Stored data entries:
BEGIN

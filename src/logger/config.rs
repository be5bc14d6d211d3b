/// Logger configuration derived from command-line flags
///
/// Stored globally so every call site filters against the same rules.
use super::levels::LogLevel;
use super::tags::LogTag;
use crate::arguments::get_cmd_args;
use once_cell::sync::Lazy;
use parking_lot::RwLock;
use std::collections::HashSet;

#[derive(Debug, Clone)]
pub struct LoggerConfig {
    /// Messages above this level are dropped (Debug/Verbose have extra gates)
    pub min_level: LogLevel,
    /// Tags with `--debug-<tag>` enabled
    pub debug_tags: HashSet<String>,
    /// Tags with `--verbose-<tag>` enabled
    pub verbose_tags: HashSet<String>,
    /// If non-empty, only these tags are shown
    pub enabled_tags: HashSet<String>,
    pub console_enabled: bool,
    pub file_enabled: bool,
}

impl Default for LoggerConfig {
    fn default() -> Self {
        Self {
            min_level: LogLevel::Info,
            debug_tags: HashSet::new(),
            verbose_tags: HashSet::new(),
            enabled_tags: HashSet::new(),
            console_enabled: true,
            file_enabled: true,
        }
    }
}

static LOGGER_CONFIG: Lazy<RwLock<LoggerConfig>> =
    Lazy::new(|| RwLock::new(LoggerConfig::default()));

pub fn get_logger_config() -> LoggerConfig {
    LOGGER_CONFIG.read().clone()
}

pub fn set_logger_config(config: LoggerConfig) {
    *LOGGER_CONFIG.write() = config;
}

pub fn update_logger_config(f: impl FnOnce(&mut LoggerConfig)) {
    f(&mut LOGGER_CONFIG.write());
}

/// Build the configuration from a set of arguments
pub fn config_from_args(args: &[String]) -> LoggerConfig {
    let mut config = LoggerConfig::default();

    for arg in args {
        if arg == "--verbose" {
            config.min_level = LogLevel::Verbose;
        } else if arg == "--quiet" {
            config.min_level = LogLevel::Warning;
        } else if arg == "--no-log-file" {
            config.file_enabled = false;
        } else if let Some(key) = arg.strip_prefix("--debug-") {
            if LogTag::from_debug_key(key).is_some() {
                config.debug_tags.insert(key.to_lowercase());
                if config.min_level < LogLevel::Debug {
                    config.min_level = LogLevel::Debug;
                }
            }
        } else if let Some(key) = arg.strip_prefix("--verbose-") {
            if LogTag::from_debug_key(key).is_some() {
                config.verbose_tags.insert(key.to_lowercase());
                config.debug_tags.insert(key.to_lowercase());
                config.min_level = LogLevel::Verbose;
            }
        } else if let Some(keys) = arg.strip_prefix("--log-only=") {
            config
                .enabled_tags
                .extend(keys.split(',').map(|k| k.trim().to_lowercase()));
        }
    }

    config
}

/// Scan the process arguments and install the resulting configuration
pub fn init_from_args() {
    set_logger_config(config_from_args(&get_cmd_args()));
}

pub fn is_debug_enabled_for_tag(tag: &LogTag) -> bool {
    LOGGER_CONFIG.read().debug_tags.contains(&tag.to_debug_key())
}

pub fn is_verbose_enabled_for_tag(tag: &LogTag) -> bool {
    LOGGER_CONFIG.read().verbose_tags.contains(&tag.to_debug_key())
}

#[cfg(test)]
mod tests {
    use super::*;

    fn args(list: &[&str]) -> Vec<String> {
        list.iter().map(|s| s.to_string()).collect()
    }

    #[test]
    fn test_debug_flags_enable_tags() {
        let config = config_from_args(&args(&["tradekeeper", "--debug-recovery", "--debug-nonsense"]));
        assert!(config.debug_tags.contains("recovery"));
        assert!(!config.debug_tags.contains("nonsense"));
        assert_eq!(config.min_level, LogLevel::Debug);
    }

    #[test]
    fn test_quiet_and_log_only() {
        let config = config_from_args(&args(&["--quiet", "--log-only=ledger,registry"]));
        assert_eq!(config.min_level, LogLevel::Warning);
        assert!(config.enabled_tags.contains("ledger"));
        assert!(config.enabled_tags.contains("registry"));
    }
}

END

Directions: Check every line of the entries above, and copy those that carry the string "RwLock".

Your response:
use parking_lot::RwLock;
static LOGGER_CONFIG: Lazy<RwLock<LoggerConfig>> =
    Lazy::new(|| RwLock::new(LoggerConfig::default()));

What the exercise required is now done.